1,1'-[[3-(dimethylamino)propyl]imino]bispropan-2-ol

Administrative data

Endpoint:

acute toxicity: oral

Type of information:

experimental study

Adequacy of study:

key study

Study period:

1979-03-14 to 1979-04-05

Reliability:

2 (reliable with restrictions)

Rationale for reliability incl. deficiencies:

comparable to guideline study with acceptable restrictions

Remarks:

Non GLP study performed according to a method equivalent to OECD Guideline 401. Limited information was reported on test conditions, however sufficient animals were tested.

Data source

Materials and methods

GLP compliance:

no

Test type:

standard acute method

Limit test:

no

Test material

Specific details on test material used for the study:

- Name of test material (as cited in study report): 4236-21-35
- Substance type: Clear colourless liquid

Test animals

Species:

rat

Strain:

Sprague-Dawley

Sex:

male/female

Details on test animals or test system and environmental conditions:

TEST ANIMALS
- Source: Charles River Breeding Laboratories, Inc., Wilmington, Mass.
- Age at study initiation:
- Weight at study initiation: 220 to 314 grams
- Fasting period before study: approximately seventeen hours prior to administration of test material
- Housing: Following dosing, the rats were individually housed
- Diet (e.g. ad libitum): ad libitum
- Water (e.g. ad libitum): ad libitum

ENVIRONMENTAL CONDITIONS
No data

Administration / exposure

Route of administration:

oral: gavage

Vehicle:

unchanged (no vehicle)

Details on oral exposure:

The test material was administered by oral intubation in the form received. The dose levels were calculated according to the density provided by the sponsor as being 0.944 g/mL.

Doses:

The animals were dosed at the following dose levels: 1000, 1400, 2000, 2800 and 4000 mg/kg.

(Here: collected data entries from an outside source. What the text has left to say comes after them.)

//! Deployment record models

use chrono::{DateTime, Utc};
use serde::{Deserialize, Serialize};

/// Lifecycle status of an agent's deployment
#[derive(Debug, Clone, Copy, PartialEq, Eq, Hash, Serialize, Deserialize)]
#[serde(rename_all = "snake_case")]
pub enum DeploymentStatus {
    /// Registered, never deployed
    Created,

    /// A deploy attempt is in flight
    Deploying,

    /// Last attempt finished successfully
    Deployed,

    /// Last attempt failed
    DeploymentFailed,
}

impl DeploymentStatus {
    pub fn as_str(&self) -> &'static str {
        match self {
            DeploymentStatus::Created => "created",
            DeploymentStatus::Deploying => "deploying",
            DeploymentStatus::Deployed => "deployed",
            DeploymentStatus::DeploymentFailed => "deployment_failed",
        }
    }

    /// Parse a stored status. Unknown values are treated as `Created`.
    pub fn from_stored(value: &str) -> Self {
        match value {
            "deploying" => DeploymentStatus::Deploying,
            "deployed" => DeploymentStatus::Deployed,
            "deployment_failed" => DeploymentStatus::DeploymentFailed,
            _ => DeploymentStatus::Created,
        }
    }
}

impl std::fmt::Display for DeploymentStatus {
    fn fmt(&self, f: &mut std::fmt::Formatter<'_>) -> std::fmt::Result {
        f.write_str(self.as_str())
    }
}

/// Persisted deployment state of one agent
#[derive(Debug, Clone, PartialEq, Eq, Serialize, Deserialize)]
pub struct DeploymentRecord {
    pub agent_id: String,

    /// User that owns the agent
    pub owner_id: String,

    pub status: DeploymentStatus,

    pub deployment_started: Option<DateTime<Utc>>,

    pub deployment_completed: Option<DateTime<Utc>>,

    /// Workload name, set when a deploy succeeds
    pub kubernetes_deployment: Option<String>,

    /// Message of the last failed attempt
    pub error: Option<String>,

    /// Opaque version token assigned by the store
    pub revision: String,
}

impl DeploymentRecord {
    /// A freshly registered record
    pub fn new(agent_id: impl Into<String>, owner_id: impl Into<String>) -> Self {
        Self {
            agent_id: agent_id.into(),
            owner_id: owner_id.into(),
            status: DeploymentStatus::Created,
            deployment_started: None,
            deployment_completed: None,
            kubernetes_deployment: None,
            error: None,
            revision: String::new(),
        }
    }

    pub fn is_owned_by(&self, uid: &str) -> bool {
        !self.owner_id.is_empty() && self.owner_id == uid
    }
}

/// A timestamp to write: the store's clock or an explicit value
#[derive(Debug, Clone, Copy, PartialEq, Eq)]
pub enum FieldTimestamp {
    ServerTimestamp,
    Value(DateTime<Utc>),
}

/// Partial update of a deployment record; `None` fields are left untouched
#[derive(Debug, Clone, PartialEq, Eq)]
pub struct RecordUpdate {
    pub status: DeploymentStatus,
    pub deployment_started: Option<FieldTimestamp>,
    pub deployment_completed: Option<FieldTimestamp>,
    pub kubernetes_deployment: Option<String>,
    pub error: Option<String>,
}

impl RecordUpdate {
    /// Start of an attempt
    pub fn deploying() -> Self {
        Self {
            status: DeploymentStatus::Deploying,
            deployment_started: Some(FieldTimestamp::ServerTimestamp),
            deployment_completed: None,
            kubernetes_deployment: None,
            error: None,
        }
    }

    /// Successful end of an attempt
    pub fn deployed(deployment_name: impl Into<String>) -> Self {
        Self {
            status: DeploymentStatus::Deployed,
            deployment_started: None,
            deployment_completed: Some(FieldTimestamp::ServerTimestamp),
            kubernetes_deployment: Some(deployment_name.into()),
            error: None,
        }
    }

    /// Failed end of an attempt
    pub fn failed(message: impl Into<String>) -> Self {
        Self {
            status: DeploymentStatus::DeploymentFailed,
            deployment_started: None,
            deployment_completed: None,
            kubernetes_deployment: None,
            error: Some(message.into()),
        }
    }

    /// Names of the fields this update writes
    pub fn field_paths(&self) -> Vec<&'static str> {
        let mut paths = vec!["status"];
        if self.deployment_started.is_some() {
            paths.push("deploymentStarted");
        }
        if self.deployment_completed.is_some() {
            paths.push("deploymentCompleted");
        }
        if self.kubernetes_deployment.is_some() {
            paths.push("kubernetesDeployment");
        }
        if self.error.is_some() {
            paths.push("error");
        }
        paths
    }
}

No. of animals per sex per dose:

5

Control animals:

no

Details on study design:

- Duration of observation period following administration: 14 days
- Frequency of observations and weighing: Bodyweights were recorded prior to fasting, at day 7 and at the termination of the study (day 14)
- Necropsy of survivors performed: yes: A gross necropsy was performed on all animals at the time of death or terminal sacrifice (day 14).
- Observations for mortality and overt signs of effect were made at 0-2 hours and at 4-6 hours following dosing and daily thereafter for fourteen days.

Results and discussion

Mortality:

1000 mg/kg: 1/10 animals died
1400 mg/kg: 0/10 animals died
2000 mg/kg: 2/10 animals died
2800 mg/kg: 9/10 animals died
4000 mg/kg: 10/10 animals died

Clinical signs:

other: other: other:

Body weight:

other body weight observations

Applicant's summary and conclusion

Interpretation of results:

GHS criteria not met

Conclusions:

The oral LD50 for this substance is 2200 mg/kg with 95% confidence limits of 1900 to 2500 mg/kg. Based on this result, the test substance is not to be classified according to the CLP Regulation.